Encouraging Public-Private Partnerships to Fight Financial Crime

More than five years into the global financial crisis, a host of challenges continue to plague the integrity and health of the financial system. High among these is the ongoing fight to prevent criminals—money launderers, terrorist financiers, and organizations and individuals sanctioned by the international community—from utilizing the system. This fight is chiefly directed by governments and requires a set of rules and enforcement tools for the private sector; but the goals of government and financial institutions should align to create a seamless partnership in safeguarding global prosperity and security.

Over the course of 2012, the Atlantic Council and Thomson Reuters convened a series of expert working group sessions that examined how governments and financial institutions can improve their cooperative efforts to prevent financial crime and safeguard the financial system. The project’s goal is to spark debate about the strategic direction of the fight against financial crime, and assess whether current regulations and rules, and the process by which they are made, effectively meet desired policy ends.
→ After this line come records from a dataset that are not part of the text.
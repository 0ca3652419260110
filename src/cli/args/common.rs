//! Common CLI types shared across commands

use crate::client::HashtagEdge;
use crate::snapshot::Collection;

/// Output format options
#[derive(Debug, Clone, Copy, Default, PartialEq, Eq, clap::ValueEnum)]
pub enum OutputFormat {
    /// JSON format - structured for scripts and HTTP front ends (default)
    #[default]
    Json,
    /// Table format - one row per media item
    Table,
}

/// Snapshot collection selector
#[derive(Debug, Clone, Copy, PartialEq, Eq, clap::ValueEnum)]
pub enum CollectionArg {
    /// Media the account is tagged in
    Tagged,
    /// Media the account published
    SelfMedia,
}

impl From<CollectionArg> for Collection {
    fn from(arg: CollectionArg) -> Self {
        match arg {
            CollectionArg::Tagged => Collection::Tagged,
            CollectionArg::SelfMedia => Collection::SelfMedia,
        }
    }
}

/// Hashtag listing edge
#[derive(Debug, Clone, Copy, Default, PartialEq, Eq, clap::ValueEnum)]
pub enum HashtagKind {
    /// Most recent media (default)
    #[default]
    Recent,
    /// Most popular media
    Top,
}

impl From<HashtagKind> for HashtagEdge {
    fn from(kind: HashtagKind) -> Self {
        match kind {
            HashtagKind::Recent => HashtagEdge::Recent,
            HashtagKind::Top => HashtagEdge::Top,
        }
    }
}

#[cfg(test)]
mod tests {
    use super::*;

    #[test]
    fn test_collection_arg_maps_to_collection() {
        assert_eq!(Collection::from(CollectionArg::Tagged).name(), "tagged");
        assert_eq!(Collection::from(CollectionArg::SelfMedia).name(), "self-media");
    }

    #[test]
    fn test_hashtag_kind_maps_to_edge() {
        assert_eq!(HashtagEdge::from(HashtagKind::Recent).as_str(), "recent_media");
        assert_eq!(HashtagEdge::from(HashtagKind::Top).as_str(), "top_media");
    }
}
The report “Encouraging Public-Private Partnership to Fight Financial Crime,” summarizes these discussions and brings out the major ideas and recommendations of the group.
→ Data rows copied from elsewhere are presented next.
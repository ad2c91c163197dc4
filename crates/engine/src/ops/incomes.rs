use chrono::Utc;
use sea_orm::{QueryOrder, prelude::*};
use uuid::Uuid;

use crate::{Audited, EngineError, IncomeRecord, NewIncome, ResultEngine, income};

use super::Engine;

impl Engine {
    /// Validate and append a new income record, returning its id.
    pub async fn add_income(&self, new_income: NewIncome) -> ResultEngine<Uuid> {
        let record = new_income.into_record(Utc::now())?;
        let model: income::ActiveModel = (&record).into();
        model.insert(&self.database).await?;

        tracing::info!(
            "income {} recorded: {} {} from {}",
            record.id,
            record.source_type,
            record.amount.unwrap_or_default(),
            record.name
        );
        Ok(record.id)
    }

    /// Remove an income record.
    pub async fn delete_income(&self, income_id: Uuid) -> ResultEngine<()> {
        let result = income::Entity::delete_by_id(income_id.to_string())
            .exec(&self.database)
            .await?;
        if result.rows_affected == 0 {
            return Err(EngineError::KeyNotFound(format!("income {income_id}")));
        }

        tracing::info!("income {income_id} deleted");
        Ok(())
    }

    /// Every income record, in the order they were added.
    ///
    /// Stored rows that no longer decode are skipped and logged.
    pub async fn fetch_all_income(&self) -> ResultEngine<Vec<IncomeRecord>> {
        Ok(self.income_snapshot().await?.value)
    }

    /// Full scan plus the ids of rows skipped because they failed to decode.
    ///
    /// A row whose id itself is unreadable is only logged.
    pub(crate) async fn income_snapshot(&self) -> ResultEngine<Audited<Vec<IncomeRecord>>> {
        let models = income::Entity::find()
            .order_by_asc(income::Column::CreatedAt)
            .order_by_asc(income::Column::Id)
            .all(&self.database)
            .await?;

        let mut snapshot = Audited::clean(Vec::with_capacity(models.len()));
        for model in models {
            let raw_id = model.id.clone();
            match IncomeRecord::try_from(model) {
                Ok(record) => snapshot.value.push(record),
                Err(err) => {
                    tracing::warn!("skipping stored income {raw_id}: {err}");
                    if let Ok(id) = Uuid::parse_str(&raw_id) {
                        snapshot.excluded.push(id);
                    }
                }
            }
        }
        Ok(snapshot)
    }
}
use migration::{Migrator, MigratorTrait};
use settings::Database;

mod settings;

#[tokio::main]
async fn main() -> Result<(), Box<dyn std::error::Error + Send + Sync>> {
    let settings = settings::Settings::new()?;

    tracing_subscriber::fmt()
        .with_env_filter(format!(
            "eventfund={level},server={level},engine={level}",
            level = settings.app.level
        ))
        .init();

    let server = settings.server;
    let db = parse_database(&server.database).await?;
    let engine = engine::Engine::builder()
        .database(db)
        .options(settings.ledger)
        .build()
        .await?;

    let bind = server.bind.unwrap_or_else(|| "127.0.0.1".to_string());
    let addr = format!("{}:{}", bind, server.port);
    let listener = tokio::net::TcpListener::bind(addr).await?;
    server::run_with_listener(engine, listener).await?;

    Ok(())
}

async fn parse_database(
    config: &settings::Database,
) -> Result<sea_orm::DatabaseConnection, Box<dyn std::error::Error + Send + Sync>> {
    let url = match config {
        Database::Memory => String::from("sqlite::memory:"),
        Database::Sqlite(path) => format!("sqlite:{}?mode=rwc", path),
    };
    tracing::info!("opening ledger database {url}");

    let database = sea_orm::Database::connect(url).await?;
    Migrator::up(&database, None).await?;
    Ok(database)
}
On October 18, Thomson Reuters and the Atlantic Council released the report and convened a small conference of senior experts to discuss its findings. Our focus was to develop concrete ideas about the best way for government and the private sector to partner in ensuring that the financial system can serve its intended purpose: to generate liquidity for the real economy in a stable and safe manner.

The most important issues highlighted in the report, and emphasized at the conference, include:

  • Governments have long relied on private financial institutions to help in the fight against financial crime, and this mission has evolved in the last decade to encompass national security objectives.
  • This evolution is sensible to a point, given global events and the use of the financial system by terrorists and rogue regimes; but governments need to better articulate the strategic intent to the private sector.
  • There is a growing risk of “mission creep” as governments add more targets, and there is now a distinct threat that increasing compliance costs will corrode proactive engagement and enforcement efforts of financial institutions, turning compliance practices into defensive “box-checking” exercises.

Better partnership is the solution to these problems. Governments and financial institutions need to consult more frequently, more substantively, and with greater candor to lower regulatory costs and improve crime fighting effectiveness. The project has outlined the major issues such a partnership should address, and we are now looking at ways to help facilitate that discussion.